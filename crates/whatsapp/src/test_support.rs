//! Recording collaborators shared by the unit tests.

use std::{
    sync::{
        Arc, Mutex,
        atomic::{AtomicBool, AtomicUsize, Ordering},
    },
    time::Duration,
};

use {
    async_trait::async_trait,
    bytes::Bytes,
    futures::StreamExt,
    stickerbot_channels::{
        ConnectOptions, Connection, CredentialStore, MediaStream, QrRenderer, Session,
        SessionConnector,
    },
    stickerbot_media::StickerEncoder,
    stickerbot_protocol::{Credentials, InboundEvent, MediaDescriptor, MediaKind, SessionEvent},
    tokio::sync::mpsc,
};

#[derive(Debug, Clone, PartialEq, Eq)]
pub enum Sent {
    Text {
        jid: String,
        text: String,
        quoted_id: String,
    },
    Sticker {
        jid: String,
        bytes: Vec<u8>,
        quoted_id: String,
    },
}

#[derive(Default)]
pub struct MockSession {
    media: Vec<u8>,
    sent: Mutex<Vec<Sent>>,
    fetched: Mutex<Vec<MediaKind>>,
    fail_next_send: AtomicBool,
}

impl MockSession {
    pub fn with_media(media: Vec<u8>) -> Self {
        Self {
            media,
            ..Default::default()
        }
    }

    pub fn sent(&self) -> Vec<Sent> {
        self.sent.lock().unwrap().clone()
    }

    pub fn fetched(&self) -> Vec<MediaKind> {
        self.fetched.lock().unwrap().clone()
    }

    pub fn fail_next_send(&self) {
        self.fail_next_send.store(true, Ordering::SeqCst);
    }

    fn record(&self, sent: Sent) -> stickerbot_channels::Result<()> {
        if self.fail_next_send.swap(false, Ordering::SeqCst) {
            return Err(stickerbot_channels::Error::unavailable("socket closed"));
        }
        self.sent.lock().unwrap().push(sent);
        Ok(())
    }
}

#[async_trait]
impl Session for MockSession {
    async fn send_text(
        &self,
        jid: &str,
        text: &str,
        quoted: &InboundEvent,
    ) -> stickerbot_channels::Result<()> {
        self.record(Sent::Text {
            jid: jid.into(),
            text: text.into(),
            quoted_id: quoted.message_id().into(),
        })
    }

    async fn send_sticker(
        &self,
        jid: &str,
        sticker: Vec<u8>,
        quoted: &InboundEvent,
    ) -> stickerbot_channels::Result<()> {
        self.record(Sent::Sticker {
            jid: jid.into(),
            bytes: sticker,
            quoted_id: quoted.message_id().into(),
        })
    }

    async fn fetch_media(
        &self,
        descriptor: &MediaDescriptor,
    ) -> stickerbot_channels::Result<MediaStream> {
        self.fetched.lock().unwrap().push(descriptor.kind);
        // Two chunks, to exercise reassembly.
        let (head, tail) = self.media.split_at(self.media.len() / 2);
        let chunks = vec![
            Ok(Bytes::copy_from_slice(head)),
            Ok(Bytes::copy_from_slice(tail)),
        ];
        Ok(futures::stream::iter(chunks).boxed())
    }
}

/// Returns a fixed payload and records its inputs.
pub struct MockEncoder {
    available: AtomicBool,
    seen: Mutex<Vec<(Vec<u8>, MediaKind)>>,
}

impl Default for MockEncoder {
    fn default() -> Self {
        Self {
            available: AtomicBool::new(true),
            seen: Mutex::new(Vec::new()),
        }
    }
}

impl MockEncoder {
    pub fn set_available(&self, available: bool) {
        self.available.store(available, Ordering::SeqCst);
    }

    pub fn calls(&self) -> usize {
        self.seen.lock().unwrap().len()
    }

    pub fn seen(&self) -> Vec<(Vec<u8>, MediaKind)> {
        self.seen.lock().unwrap().clone()
    }
}

#[async_trait]
impl StickerEncoder for MockEncoder {
    fn is_available(&self) -> bool {
        self.available.load(Ordering::SeqCst)
    }

    async fn encode(&self, media: &[u8], kind: MediaKind) -> stickerbot_media::Result<Vec<u8>> {
        self.seen.lock().unwrap().push((media.to_vec(), kind));
        Ok(b"RIFF\0\0\0\0WEBPVP8L".to_vec())
    }
}

/// Hands out scripted connections and keeps the event senders so tests can
/// drive them.
#[derive(Default)]
pub struct MockConnector {
    pub session: Arc<MockSession>,
    pub connects: AtomicUsize,
    pub options: Mutex<Vec<ConnectOptions>>,
    pub credentials: Mutex<Vec<Option<Credentials>>>,
    pub senders: Mutex<Vec<mpsc::Sender<SessionEvent>>>,
    /// Connect attempts at or after this index fail.
    pub fail_from: Mutex<Option<usize>>,
}

impl MockConnector {
    pub fn connects(&self) -> usize {
        self.connects.load(Ordering::SeqCst)
    }

    /// Sender of the most recent connection.
    pub fn sender(&self) -> mpsc::Sender<SessionEvent> {
        self.senders.lock().unwrap().last().cloned().unwrap()
    }

    pub fn fail_from(&self, attempt: usize) {
        *self.fail_from.lock().unwrap() = Some(attempt);
    }
}

#[async_trait]
impl SessionConnector for MockConnector {
    async fn connect(
        &self,
        credentials: Option<Credentials>,
        options: &ConnectOptions,
    ) -> stickerbot_channels::Result<Connection> {
        let attempt = self.connects.fetch_add(1, Ordering::SeqCst);
        if self
            .fail_from
            .lock()
            .unwrap()
            .is_some_and(|from| attempt >= from)
        {
            return Err(stickerbot_channels::Error::unavailable("connection refused"));
        }
        self.options.lock().unwrap().push(options.clone());
        self.credentials.lock().unwrap().push(credentials);
        let (tx, rx) = mpsc::channel(16);
        self.senders.lock().unwrap().push(tx);
        Ok(Connection {
            session: Arc::clone(&self.session) as Arc<dyn Session>,
            events: rx,
        })
    }
}

#[derive(Default)]
pub struct MemoryStore {
    pub stored: Mutex<Option<Credentials>>,
    pub persisted: Mutex<Vec<Credentials>>,
    /// Stalls only the first `persist` call.
    pub first_write_delay: Mutex<Option<Duration>>,
}

#[async_trait]
impl CredentialStore for MemoryStore {
    async fn load(&self) -> stickerbot_channels::Result<Option<Credentials>> {
        Ok(self.stored.lock().unwrap().clone())
    }

    async fn persist(&self, credentials: &Credentials) -> stickerbot_channels::Result<()> {
        let delay = self.first_write_delay.lock().unwrap().take();
        if let Some(delay) = delay {
            tokio::time::sleep(delay).await;
        }
        self.persisted.lock().unwrap().push(credentials.clone());
        Ok(())
    }
}

#[derive(Default)]
pub struct RecordingQr {
    pub challenges: Mutex<Vec<String>>,
}

impl QrRenderer for RecordingQr {
    fn render(&self, challenge: &str) {
        self.challenges.lock().unwrap().push(challenge.to_string());
    }
}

• [What you need to do]
Taking the line with "let delay = self.first_write_delay.lock().unwrap().take();" as the first, copy every line through the end of the entries above exactly, with no others.

• [Answer for the task]
        let delay = self.first_write_delay.lock().unwrap().take();
        if let Some(delay) = delay {
            tokio::time::sleep(delay).await;
        }
        self.persisted.lock().unwrap().push(credentials.clone());
        Ok(())
    }
}

#[derive(Default)]
pub struct RecordingQr {
    pub challenges: Mutex<Vec<String>>,
}

impl QrRenderer for RecordingQr {
    fn render(&self, challenge: &str) {
        self.challenges.lock().unwrap().push(challenge.to_string());
    }
}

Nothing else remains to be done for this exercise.